Basta ser un buen deportista –no digamos si lo suyo es el baloncesto- para proclamar, como ha hecho Javier Imbroda en El Confidencial Digital, que “para gobernar bien hay que poner sobre la mesa la cabeza, no las vísceras”. No pocos problemas en la res publica derivan de haber sustituido la clásica ordinatio rationis por la voluntad general, que puede, incluso, convertir la democracia en autoritarismo sin apenas límite. Sin regresar al siglo pasado en Alemania, basta pensar en la que ha organizado con el Brexit una exigua mayoría de votos en un referéndum.

Las leyes, además de racionales, se dirigían al bien común, concepto diluido en el de interés general, y que muchos querrían recuperar para el lenguaje y la praxis política. Desde esa perspectiva, la política puede entenderse como servicio real, sin eufemismos, porque la defensa y promoción de la dignidad de la persona y los derechos humanos forma parte de su esencia. Escribe Francisco: "La política es un vehículo fundamental para edificar la ciudadanía y la actividad del hombre, pero cuando aquellos que se dedican a ella no la viven como un servicio a la comunidad humana, puede convertirse en un instrumento de opresión, marginación e incluso de destrucción". La auténtica política fomenta la capacidad de respeto y de escucha, descarta la imposición arbitraria en la solución de inevitables conflictos.
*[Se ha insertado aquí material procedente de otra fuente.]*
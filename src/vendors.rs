use std::collections::{BTreeMap, BTreeSet};

use polars::prelude::*;

use crate::config::{CoverageConfig, VendorConfig};
use crate::error::SummaryError;
use crate::filters;
use crate::schema::{output, spending};

/// Vendors large enough to get their own breakdown exports.
///
/// A vendor qualifies when its average annual value reaches the threshold
/// either over the whole coverage window or over the most recent
/// `recent_years` fiscal years. Built once per run from the unfiltered
/// spending table.
#[derive(Debug, Clone, Default)]
pub struct IncludedVendors {
    /// Vendor name -> total value over the coverage window.
    totals: BTreeMap<String, f64>,
    coverage_years: i64,
}

impl IncludedVendors {
    pub fn build(
        spending: &DataFrame,
        coverage: &CoverageConfig,
        vendors: &VendorConfig,
    ) -> Result<Self, SummaryError> {
        let coverage_years = coverage.years();
        let window = vendor_totals(filters::by_coverage(spending.clone().lazy(), coverage))?;

        // The recent pass never reaches before the coverage window.
        let recent_start =
            (coverage.end_fiscal_year - vendors.recent_years + 1).max(coverage.start_fiscal_year);
        let recent_years = coverage.end_fiscal_year - recent_start + 1;
        let recent = vendor_totals(filters::by_fiscal_years(
            spending.clone().lazy(),
            recent_start,
            coverage.end_fiscal_year,
        ))?;

        let mut included: BTreeSet<&String> = window
            .iter()
            .filter(|(_, total)| meets_threshold(**total, vendors.annual_threshold, coverage_years))
            .map(|(name, _)| name)
            .collect();
        let long_term = included.len();
        included.extend(
            recent
                .iter()
                .filter(|(_, total)| {
                    meets_threshold(**total, vendors.annual_threshold, recent_years)
                })
                .map(|(name, _)| name),
        );

        let totals: BTreeMap<String, f64> = included
            .into_iter()
            .map(|name| (name.clone(), window.get(name).copied().unwrap_or(0.0)))
            .collect();

        tracing::info!(
            included = totals.len(),
            long_term,
            emerging = totals.len() - long_term,
            threshold = vendors.annual_threshold,
            "built included vendor set"
        );

        Ok(Self {
            totals,
            coverage_years,
        })
    }

    pub fn len(&self) -> usize {
        self.totals.len()
    }

    pub fn is_empty(&self) -> bool {
        self.totals.is_empty()
    }

    /// Included vendor names in sorted order.
    pub fn names(&self) -> impl Iterator<Item = &String> {
        self.totals.keys()
    }

    /// Coverage-window total for an included vendor.
    pub fn window_total(&self, vendor: &str) -> Option<f64> {
        self.totals.get(vendor).copied()
    }

    pub fn coverage_years(&self) -> i64 {
        self.coverage_years
    }
}

/// Average over `years` at or above the per-year threshold, inclusive.
fn meets_threshold(total: f64, annual_threshold: f64, years: i64) -> bool {
    total >= annual_threshold * years as f64
}

fn vendor_totals(lf: LazyFrame) -> Result<BTreeMap<String, f64>, SummaryError> {
    let df = lf
        .group_by([col(spending::VENDOR)])
        .agg([col(spending::DAILY_VALUE).sum().alias(output::TOTAL)])
        .collect()?;

    let names = df.column(spending::VENDOR)?.str()?;
    let totals = df.column(output::TOTAL)?.f64()?;

    let mut map = BTreeMap::new();
    for (name, total) in names.into_iter().zip(totals.into_iter()) {
        if let Some(name) = name {
            map.insert(name.to_string(), total.unwrap_or(0.0));
        }
    }
    Ok(map)
}
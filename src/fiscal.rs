//! Government of Canada fiscal calendar.
//!
//! A fiscal year runs April 1 to March 31 and is identified by the calendar
//! year it starts in (the "short code").

use chrono::{Datelike, Local, NaiveDate};

/// First month of the fiscal year.
const FISCAL_YEAR_START_MONTH: u32 = 4;

/// Display label for a fiscal-year short code: 2021 -> "2021-2022".
pub fn fiscal_year_label(short: i64) -> String {
    format!("{}-{}", short, short + 1)
}

/// Short code of the fiscal year containing `date`.
pub fn fiscal_year_of(date: NaiveDate) -> i64 {
    let year = i64::from(date.year());
    if date.month() >= FISCAL_YEAR_START_MONTH {
        year
    } else {
        year - 1
    }
}

/// Short code of the most recently completed fiscal year as of today.
pub fn last_completed_fiscal_year() -> i64 {
    fiscal_year_of(Local::now().date_naive()) - 1
}

#[cfg(test)]
mod tests {
    use super::*;

    #[test]
    fn label_spans_two_calendar_years() {
        assert_eq!(fiscal_year_label(2021), "2021-2022");
        assert_eq!(fiscal_year_label(1999), "1999-2000");
    }

    #[test]
    fn fiscal_year_turns_over_in_april() {
        let march = NaiveDate::from_ymd_opt(2022, 3, 31).unwrap();
        let april = NaiveDate::from_ymd_opt(2022, 4, 1).unwrap();
        assert_eq!(fiscal_year_of(march), 2021);
        assert_eq!(fiscal_year_of(april), 2022);
    }
}
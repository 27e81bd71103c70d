/// Column-name constants for contract-summaries tables.
/// Single source of truth - exported to Python via PyO3.

// ── Spending table columns (contract_spending_by_date) ──────────────────────
pub mod spending {
    pub const OWNER_ORG: &str = "owner_org";
    pub const VENDOR: &str = "vendor_normalized";
    pub const CATEGORY: &str = "category";
    pub const IT_SUBCATEGORY: &str = "it_subcategory";
    pub const FISCAL_YEAR_SHORT: &str = "fiscal_year_short";
    pub const DAILY_VALUE: &str = "daily_contract_value";
    pub const DAILY_VALUE_CONSTANT: &str = "daily_contract_value_constant";

    pub const TEXT: [&str; 4] = [OWNER_ORG, VENDOR, CATEGORY, IT_SUBCATEGORY];
    pub const VALUES: [&str; 2] = [DAILY_VALUE, DAILY_VALUE_CONSTANT];

    pub const REQUIRED: [&str; 7] = [
        OWNER_ORG,
        VENDOR,
        CATEGORY,
        IT_SUBCATEGORY,
        FISCAL_YEAR_SHORT,
        DAILY_VALUE,
        DAILY_VALUE_CONSTANT,
    ];
}

// ── Owner-org reference columns ─────────────────────────────────────────────
pub mod owner_org_types {
    pub const OWNER_ORG: &str = "owner_org";
    pub const IS_CORE: &str = "is_core";
    pub const IS_DND: &str = "is_dnd";

    pub const REQUIRED: [&str; 3] = [OWNER_ORG, IS_CORE, IS_DND];
}

// ── Summary output columns ──────────────────────────────────────────────────
pub mod output {
    pub const FISCAL_YEAR: &str = "fiscal_year";
    pub const TOTAL: &str = "total";
    pub const TOTAL_CONSTANT_DOLLARS: &str = "total_constant_dollars";
    pub const PERCENTAGE: &str = "percentage";
    pub const COUNT: &str = "count";
    pub const COUNT_PERCENTAGE: &str = "count_percentage";
}

// ── Meta output columns ─────────────────────────────────────────────────────
pub mod meta {
    pub const VENDOR: &str = "vendor";
    pub const MEAN_ANNUAL_TOTAL: &str = "mean_annual_total";
    pub const START_FISCAL_YEAR: &str = "start_fiscal_year";
    pub const END_FISCAL_YEAR: &str = "end_fiscal_year";
    pub const COVERAGE_YEARS: &str = "coverage_years";
    pub const SUMMARY_TYPE: &str = "summary_type";
    pub const TOTAL_DISPLAY: &str = "total_display";
}

// ── Summary type tags ───────────────────────────────────────────────────────
pub mod summary_type {
    pub const CORE: &str = "core";
    pub const DND: &str = "dnd";
    pub const ALL: &str = "all";
}
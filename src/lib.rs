//! Summary exports over Government of Canada proactive-disclosure contract
//! spending: totals by vendor, department, category and IT subcategory, per
//! fiscal year and overall, written as per-entity CSV folders.

pub mod aggregation;
pub mod config;
pub mod dataset;
pub mod error;
pub mod exports;
pub mod filters;
pub mod fiscal;
pub mod formatting;
pub mod output;
pub mod pipeline;
pub mod schema;
pub mod vendors;

#[cfg(feature = "python")]
mod python;

pub use aggregation::{AggregationSpec, Dimension, Measure, SummaryEngine, SummaryTable};
pub use config::SummaryConfig;
pub use error::SummaryError;
pub use filters::SummaryType;
pub use pipeline::RunReport;
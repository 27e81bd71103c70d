#[cfg(feature = "python")]
use pyo3::exceptions::PyRuntimeError;
#[cfg(feature = "python")]
use pyo3::PyErr;
use thiserror::Error;

#[derive(Error, Debug)]
pub enum SummaryError {
    #[error("Data not loaded: {0}")]
    NotLoaded(String),

    #[error("Polars error: {0}")]
    Polars(#[from] polars::error::PolarsError),

    #[error("IO error: {0}")]
    Io(#[from] std::io::Error),

    #[error("Config error: {0}")]
    Config(String),

    #[error("{0}")]
    General(String),

    #[error("Missing column: {0}")]
    MissingColumn(String),

    #[error("InvalidData: {0}")]
    InvalidData(String),
}

impl From<toml::de::Error> for SummaryError {
    fn from(err: toml::de::Error) -> Self {
        SummaryError::Config(err.to_string())
    }
}

#[cfg(feature = "python")]
impl From<SummaryError> for PyErr {
    fn from(err: SummaryError) -> PyErr {
        PyRuntimeError::new_err(err.to_string())
    }
}

#[cfg(feature = "python")]
impl From<PyErr> for SummaryError {
    fn from(err: PyErr) -> Self {
        SummaryError::General(err.to_string())
    }
}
Y construye cauces de paz, libertad y consenso.

Bien harían tantos políticos –y periodistas, empresarios, influencers- en repasar las  “bienaventuranzas del político”, propuestas por el cardenal vietnamita Vãn Thuận, fallecido en 2002, y citadas por Francisco:  bienaventurado el político "que tiene una alta consideración y una profunda conciencia de su papel"; aquel "cuya persona refleja credibilidad"; el "que trabaja por el bien común y no por su propio interés"; el "que permanece fielmente coherente"; el "que realiza la unidad"; el "que está comprometido en llevar a cabo un cambio radical"; el que "sabe escuchar"; el político "que no tiene miedo".

Desde esa óptica, puede abrirse una concordia superadora del mero y quizá transitorio pactismo, más o menos interesado. Porque arranca del alma de la persona y del corazón de cada familia. Ciertamente, como titula el papa Francisco su mensaje, La buena política está al servicio de la paz.